On May 6, the first day of GEOINT 2024, Pete Muend, Director, Commercial Systems Program Office, National Reconnaissance Office (NRO), and Devin Brande, Director, Commercial Operations, National Geospatial-Intelligence Agency (NGA), hosted a panel discussion at the Government Hub in the exhibit hall on the “Application of Commercial Solutions for GEOINT.”
Muend explained that the NRO is currently facing a dynamic inflection point while in the midst of developing some of the world’s most capable architecture through partnerships with NGA, NSA, and more.
“What can we bring to the commercial chapter?” Muend said, noting one of NRO’s most significant recent achievements is awarding the Electro-Optical Commercial Layer contract in May 2022.

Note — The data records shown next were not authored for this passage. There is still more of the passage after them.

//! Shared application router builder.
//!
//! Provides [`build_app_router`] so both the production binary (`main.rs`)
//! and integration tests (`tests/common/mod.rs`) use the exact same
//! middleware stack.

use std::time::Duration;

use axum::extract::DefaultBodyLimit;
use axum::http::header::{AUTHORIZATION, CONTENT_TYPE};
use axum::http::{HeaderName, Method, StatusCode};
use axum::Router;
use tower_http::catch_panic::CatchPanicLayer;
use tower_http::cors::CorsLayer;
use tower_http::request_id::{MakeRequestUuid, PropagateRequestIdLayer, SetRequestIdLayer};
use tower_http::services::ServeDir;
use tower_http::timeout::TimeoutLayer;
use tower_http::trace::{DefaultMakeSpan, DefaultOnResponse, TraceLayer};
use tracing::Level;

use analytics_core::blob::MEDIA_URL_PREFIX;

use crate::config::ServerConfig;
use crate::routes;
use crate::state::AppState;

/// Build the full application [`Router`] with all middleware layers.
///
/// The middleware stack is applied bottom-up:
///
/// 1. CORS
/// 2. Set request ID on incoming requests
/// 3. Structured request/response tracing
/// 4. Propagate request ID to response
/// 5. Request timeout
/// 6. Panic recovery (catch panics, return 500)
pub fn build_app_router(state: AppState, config: &ServerConfig) -> Router {
    let cors = build_cors_layer(config);
    let request_id_header = HeaderName::from_static("x-request-id");
    let media = ServeDir::new(state.blobs.root());

    Router::new()
        // Health check at root level (not under /api/v1).
        .merge(routes::health::router())
        // API v1 routes.
        .nest("/api/v1", routes::api_routes())
        // Stored blobs, read-only.
        .nest_service(MEDIA_URL_PREFIX, media)
        // -- Middleware stack (applied bottom-up) --
        // Upload size cap for multipart intake.
        .layer(DefaultBodyLimit::max(config.max_upload_bytes))
        // Panic recovery: catch panics and return 500 JSON.
        .layer(CatchPanicLayer::new())
        // Request timeout.
        .layer(TimeoutLayer::with_status_code(
            StatusCode::REQUEST_TIMEOUT,
            Duration::from_secs(config.request_timeout_secs),
        ))
        // Propagate request ID to response.
        .layer(PropagateRequestIdLayer::new(request_id_header.clone()))
        // Structured request/response tracing.
        .layer(
            TraceLayer::new_for_http()
                .make_span_with(DefaultMakeSpan::new().level(Level::INFO))
                .on_response(DefaultOnResponse::new().level(Level::INFO)),
        )
        // Set request ID on incoming requests.
        .layer(SetRequestIdLayer::new(request_id_header, MakeRequestUuid))
        // CORS.
        .layer(cors)
        // Shared state.
        .with_state(state)
}

/// Build the CORS middleware layer from server configuration.
///
/// Panics at startup if any configured origin is invalid; misconfiguration
/// fails fast.
pub fn build_cors_layer(config: &ServerConfig) -> CorsLayer {
    let origins: Vec<_> = config
        .cors_origins
        .iter()
        .map(|o| {
            o.parse()
                .unwrap_or_else(|e| panic!("Invalid CORS origin '{o}': {e}"))
        })
        .collect();

    CorsLayer::new()
        .allow_origin(origins)
        .allow_methods([Method::GET, Method::POST])
        .allow_headers([CONTENT_TYPE, AUTHORIZATION])
        .allow_credentials(true)
        .max_age(Duration::from_secs(3600))
}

“As a result of that effort, we awarded—over the course of 10 years—$4 billion dollars in new contracts.”
Brande emphasized that the future the industry has long looked toward is now upon us.
NGA wants to articulate the vision for where the agency is headed and how its partners will work together to help get them there.
“We have today a multi-phenomenology, proliferated architecture of commercial capabilities across multiple companies,” Brande said. “This, plus a sufficient chain of analytic capabilities, is what can and will help us into the future.”
Charting technology and data optimization in the Government Hub
In another Government Hub panel discussion on May 6, multiple intelligence agencies came together to discuss data optimization, including:
- Dare King, Chief Operating Officer, Center for Cyber Intelligence, CIA
- Mike Foster, Chief Data Officer, U.S. Central Command
- Christopher Johnson, Deputy Chief Technology Officer, NGA
- Deepak Kundal, Chief Data Officer, NGA
The group addressed data sources, integration, risks, and challenges to commercial solutions.
“I treat data as a person…interrogate it long enough…it tells you what you want to know,” Kundal said.
The CIA in particular is challenged with managing and merging disparate data sets in varying formats.
“The challenge now with the diversity of data types and non-traditional data sources is that legacy architecture just doesn’t work,” King explained, adding there is plenty of blended architecture in place to move forward with data management.
With valuable data always comes the question of how to best protect it.
“There are a lot of buzzwords out there right now around cybersecurity,” Johnson said, but added it’s about “starting from the bottom:” basic inventory of people, data, and assets and taking time to learn what is on your network, where it is located, and what purpose it serves.